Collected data
▬▬▬▬▬▬▬▬▬▬
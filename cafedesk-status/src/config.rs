use serde::{Deserialize, Serialize};
use std::path::Path;
use std::time::Duration;
use tokio::fs;
use tracing::warn;

const MIN_POLL_INTERVAL_MS: u64 = 100;

#[derive(Debug, Serialize, Deserialize, Clone, PartialEq, Eq)]
#[serde(default)]
pub struct ConsoleConfig {
    /// Computers status endpoint of the admin backend
    pub status_url: String,
    pub poll_interval_ms: u64,
    pub request_timeout_secs: u64,
    /// Drop results of polls older than the last applied one
    pub discard_out_of_order: bool,
    pub listen: String,
    /// Rename flow of the admin app, the row link is `{prefix}/{id}`
    pub edit_path_prefix: String,
}

impl Default for ConsoleConfig {
    fn default() -> Self {
        Self {
            status_url: "http://127.0.0.1:5000/api/get_computers_status".into(),
            poll_interval_ms: 5000,
            request_timeout_secs: 10,
            discard_out_of_order: true,
            listen: "0.0.0.0:8080".into(),
            edit_path_prefix: "/edit_pc".into(),
        }
    }
}

impl ConsoleConfig {
    pub fn poll_interval(&self) -> Duration {
        Duration::from_millis(self.poll_interval_ms.max(MIN_POLL_INTERVAL_MS))
    }

    pub fn request_timeout(&self) -> Duration {
        Duration::from_secs(self.request_timeout_secs.max(1))
    }
}

/// Config file from `CAFEDESK_CONFIG` (default `cafedesk.yaml`); falls back to defaults.
pub async fn load_config() -> ConsoleConfig {
    let path = std::env::var("CAFEDESK_CONFIG").unwrap_or_else(|_| "cafedesk.yaml".into());
    load_config_from(&path).await
}

pub async fn load_config_from(path: impl AsRef<Path>) -> ConsoleConfig {
    let path = path.as_ref();
    if !path.exists() {
        warn!(path = %path.display(), "no config file, using defaults");
        return ConsoleConfig::default();
    }

    let txt = fs::read_to_string(path).await.unwrap_or_default();
    if txt.trim().is_empty() {
        return ConsoleConfig::default();
    }
    serde_yaml::from_str(&txt).unwrap_or_else(|e| {
        warn!(path = %path.display(), error = %e, "invalid config, using defaults");
        ConsoleConfig::default()
    })
}
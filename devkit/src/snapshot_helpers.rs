/*!
Builders for status snapshots

Produce records and `{"computers": [...]}` payloads shaped like the rental
backend's answer (numeric ids, `name_to_display`, `remaining`...).
*/

use cafedesk_status::{ComputerId, ComputerStatus, StatusClass, StatusSnapshot};
use serde_json::Value;

/// Free computer with a default name, ready to be customized
pub fn computer(id: u64) -> ComputerBuilder {
    ComputerBuilder::new(id)
}

#[derive(Debug, Clone)]
pub struct ComputerBuilder {
    record: ComputerStatus,
}

impl ComputerBuilder {
    pub fn new(id: u64) -> Self {
        Self {
            record: ComputerStatus {
                id: ComputerId::from(id),
                display_name: format!("PC-{id:02}"),
                client: String::new(),
                session: String::new(),
                session_start: String::new(),
                session_end: String::new(),
                remaining_time: String::new(),
                software_version: "1.0.0".into(),
                status: "Free".into(),
                status_class: StatusClass::Offline,
            },
        }
    }

    pub fn name(mut self, name: &str) -> Self {
        self.record.display_name = name.into();
        self
    }

    pub fn client(mut self, client: &str) -> Self {
        self.record.client = client.into();
        self
    }

    /// Running session: tariff name, start and end times
    pub fn session(mut self, session: &str, start: &str, end: &str) -> Self {
        self.record.session = session.into();
        self.record.session_start = start.into();
        self.record.session_end = end.into();
        self
    }

    pub fn remaining(mut self, remaining: &str) -> Self {
        self.record.remaining_time = remaining.into();
        self
    }

    pub fn version(mut self, version: &str) -> Self {
        self.record.software_version = version.into();
        self
    }

    pub fn status(mut self, label: &str, class: StatusClass) -> Self {
        self.record.status = label.into();
        self.record.status_class = class;
        self
    }

    /// Busy computer with a client in session
    pub fn active(self, client: &str, remaining: &str) -> Self {
        self.client(client)
            .session("Hourly", "12:00", "14:00")
            .remaining(remaining)
            .status("Active", StatusClass::Online)
    }

    pub fn build(self) -> ComputerStatus {
        self.record
    }
}

#[derive(Debug, Clone, Default)]
pub struct SnapshotBuilder {
    computers: Vec<ComputerStatus>,
}

impl SnapshotBuilder {
    pub fn new() -> Self {
        Self::default()
    }

    pub fn with(mut self, computer: ComputerBuilder) -> Self {
        self.computers.push(computer.build());
        self
    }

    pub fn build(&self) -> StatusSnapshot {
        StatusSnapshot::new(self.computers.clone())
    }

    /// Endpoint payload; numeric ids are sent as JSON numbers like the backend does
    pub fn to_json(&self) -> Value {
        let computers: Vec<Value> = self
            .computers
            .iter()
            .map(|record| {
                let mut json = serde_json::to_value(record).unwrap_or(Value::Null);
                if let Ok(n) = record.id.as_str().parse::<u64>() {
                    json["id"] = Value::from(n);
                }
                json
            })
            .collect();
        serde_json::json!({ "computers": computers })
    }
}

#[cfg(test)]
mod tests {
    use super::*;

    #[test]
    fn test_payload_matches_endpoint_shape() {
        let snapshot = SnapshotBuilder::new()
            .with(computer(1).active("ivan", "10:00"))
            .with(computer(2));

        let json = snapshot.to_json();
        assert_eq!(json["computers"][0]["id"], 1);
        assert_eq!(json["computers"][0]["name_to_display"], "PC-01");
        assert_eq!(json["computers"][0]["remaining"], "10:00");
        assert_eq!(json["computers"][0]["status_class"], "status-online");
        assert_eq!(json["computers"][1]["status"], "Free");

        let body = serde_json::to_vec(&json).unwrap();
        let parsed = StatusSnapshot::from_json(&body).unwrap();
        assert_eq!(parsed, snapshot.build());
    }
}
▬▬▬▬▬▬▬▬▬▬
What is required →
In the entries above, restate word for word the lines between the one holding "use std::path::Path;" and the one holding "last applied one", inclusive, and nothing besides.

Task solution →
use std::path::Path;
use std::time::Duration;
use tokio::fs;
use tracing::warn;

const MIN_POLL_INTERVAL_MS: u64 = 100;

#[derive(Debug, Serialize, Deserialize, Clone, PartialEq, Eq)]
#[serde(default)]
pub struct ConsoleConfig {
    /// Computers status endpoint of the admin backend
    pub status_url: String,
    pub poll_interval_ms: u64,
    pub request_timeout_secs: u64,
    /// Drop results of polls older than the last applied one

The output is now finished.